Abstract

This paper presents a fundamental development of recent work by the authors (V. I. Gaiduk and J. K. Vij, Phys. Chem. Chem. Phys., 2001, 3, 5173), where a linear dielectric response of liquid H2O was investigated in terms of two processes characterised by two correlation times. One process concerns reorientation of a single-molecule and the second one concerns a damped vibration of the H-bonded molecules. In this work, to study the reorientation process a new hat curved (HC) model suggested by Gaiduk et al. (V. I. Gaiduk, B. M. Tseitlin and D. S. F. Crothers, J. Phys. C, submitted) is used instead of the rectangular-well (hybrid) model. In the hat curved model a hat-like intermolecular potential comprises a flat bottom and parabolic walls followed by a constant potential. For the studies of the vibration process the harmonic oscillator (HO) model based on application of the parabolic potential is applied instead of the cosine squared potential model.
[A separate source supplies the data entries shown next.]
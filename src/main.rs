mod eta;
mod fleet;
mod geo;
mod notify;
mod prefs;
mod proximity;
mod routes;
mod simulation;

use std::path::PathBuf;
use std::sync::Arc;
use std::time::Duration;

use anyhow::Result;
use clap::Parser;

use crate::prefs::PrefsStore;
use crate::routes::RouteTable;
use crate::simulation::{SimConfig, Simulator};

#[derive(Parser)]
#[command(name = "citybus-live")]
#[command(about = "Simulated municipal bus tracking with live ETA prediction")]
struct Args {
    /// Motion simulation tick in milliseconds
    #[arg(long, default_value_t = 1000)]
    tick_ms: u64,

    /// Simulated-time speedup over real time
    #[arg(long, default_value_t = 10.0)]
    speed_multiplier: f64,

    /// Average bus speed in km/h
    #[arg(long, default_value_t = 25.0)]
    avg_speed_kph: f64,

    /// GPS-reliability tick in milliseconds
    #[arg(long, default_value_t = 10000)]
    gps_tick_ms: u64,

    /// Per-bus probability of a GPS flip each GPS tick
    #[arg(long, default_value_t = 0.15)]
    gps_flip_probability: f64,

    /// Stop after this many seconds (runs until interrupted if omitted)
    #[arg(long)]
    run_secs: Option<u64>,

    /// Preference store location
    #[arg(long, default_value = "citybus_prefs.json")]
    prefs_path: PathBuf,

    /// Record and run a route/stop search before the simulation starts
    #[arg(long)]
    query: Option<String>,
}

#[tokio::main]
async fn main() -> Result<()> {
    simple_logger::SimpleLogger::new()
        .with_level(log::LevelFilter::Info)
        .init()?;
    let args = Args::parse();

    let config = SimConfig {
        tick_ms: args.tick_ms,
        speed_multiplier: args.speed_multiplier,
        avg_speed_kph: args.avg_speed_kph,
        gps_tick_ms: args.gps_tick_ms,
        gps_flip_probability: args.gps_flip_probability,
        ..SimConfig::default()
    };

    let routes = Arc::new(RouteTable::mysuru());
    log::info!(
        "Loaded {} routes covering {} stops",
        routes.iter().count(),
        routes.all_stops().len()
    );

    let mut prefs = PrefsStore::open(&args.prefs_path);
    log::info!("Favorite buses: {:?}", prefs.favorites());
    if let Some(query) = &args.query {
        prefs.add_search_term(query);
        let result = routes::search(&routes, query);
        log::info!(
            "Search '{}': buses {:?}, {} matching stops",
            query,
            result.bus_ids,
            result.stops.len()
        );
        for stop in &result.stops {
            log::info!("  {} (routes {})", stop.name, stop.route_numbers.join(", "));
        }
    }

    let (tx, rx) = notify::channel();
    let banner = notify::spawn_logger(rx);
    let sim = Arc::new(Simulator::new(routes, config, tx));
    let (motion, gps) = sim.spawn();

    let demo = tokio::spawn(run_demo(sim.clone()));

    if let Some(secs) = args.run_secs {
        tokio::time::sleep(Duration::from_secs(secs)).await;
        log::info!("Run duration elapsed, stopping simulation");
        motion.abort();
        gps.abort();
        demo.abort();
        banner.abort();
        return Ok(());
    }

    tokio::select! {
        _ = motion => log::error!("Motion simulator exited"),
        _ = gps => log::error!("GPS simulator exited"),
        _ = demo => log::error!("Demo driver exited"),
    }
    Ok(())
}

/// Scripted rider session: let the fleet run, start live tracking for a
/// while (this is what drives approaching/arrived notifications), then stop
/// and keep reporting.
async fn run_demo(sim: Arc<Simulator>) {
    tokio::time::sleep(Duration::from_secs(5)).await;
    report_fleet(&sim).await;

    sim.toggle_user_tracking().await;
    for _ in 0..6 {
        tokio::time::sleep(Duration::from_secs(5)).await;
        report_fleet(&sim).await;
    }
    sim.toggle_user_tracking().await;
    log::info!("Tracking session ended, fleet reset to initial state");

    loop {
        tokio::time::sleep(Duration::from_secs(15)).await;
        report_fleet(&sim).await;
    }
}

async fn report_fleet(sim: &Simulator) {
    let state = sim.snapshot().await;
    for bus in &state.buses {
        let Some(route) = sim.routes().get(bus.id) else {
            continue;
        };
        let eta = eta::route_completion_eta(bus, route, sim.config().avg_speed_kph);
        log::info!(
            "{}: {} | {} | route done in ~{} min",
            bus.name,
            fleet::status_text(bus, route),
            if bus.gps_active {
                "GPS active"
            } else {
                "predictive mode"
            },
            eta
        );
    }

    let Some(user) = state.user_position else {
        return;
    };
    let Some(stop) = proximity::nearest_stop(user, sim.routes().all_stops()) else {
        log::info!("Rider is not near any known stop");
        return;
    };
    log::info!("Rider's nearest stop: {}", stop.name);
    let mut arrivals = vec![];
    for bus in &state.buses {
        let Some(route) = sim.routes().get(bus.id) else {
            continue;
        };
        if let Some(minutes) = eta::eta_to_stop(bus, &stop.name, route, sim.config().avg_speed_kph)
        {
            arrivals.push((minutes, routes::route_number(&bus.name).to_string()));
        }
    }
    arrivals.sort();
    for (minutes, number) in arrivals {
        log::info!("  Route {number} arriving in ~{minutes} min");
    }
}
The HO model describes the dielectric response of two charged particles with charges ±δqvib performing damped stretching vibrations along the H-bond direction; the existence of an effective non-rigid dipole formed by two water molecules is postulated. The charge δqvib is shown to be commensurable with charge e of an electron. The complex permittivity e* and absorption coefficient α are calculated in the range from 0 to 1000 cm−1 for water H2O at temperatures of 22.2 and 27 °C and for D2O at 22.2 °C. The composite hat curved–harmonic oscillator (HC-HO) model is shown to avoid the drawbacks of the previously used hybrid-cosine squared potential model. The new composite HC-HO model allows a natural explanation, on a molecular basis, of the difference between the far-infrared spectra of liquid H2O and D2O. An interpretation is given of the well-known results of Liebe et al. (H. J. Liebe, G. A. Hufford and T. Manabe, Int. J. Infrared Millimeter Waves, 1991, 12, 659) based on an empirical double Debye/double Lorentz representation of the complex permittivity.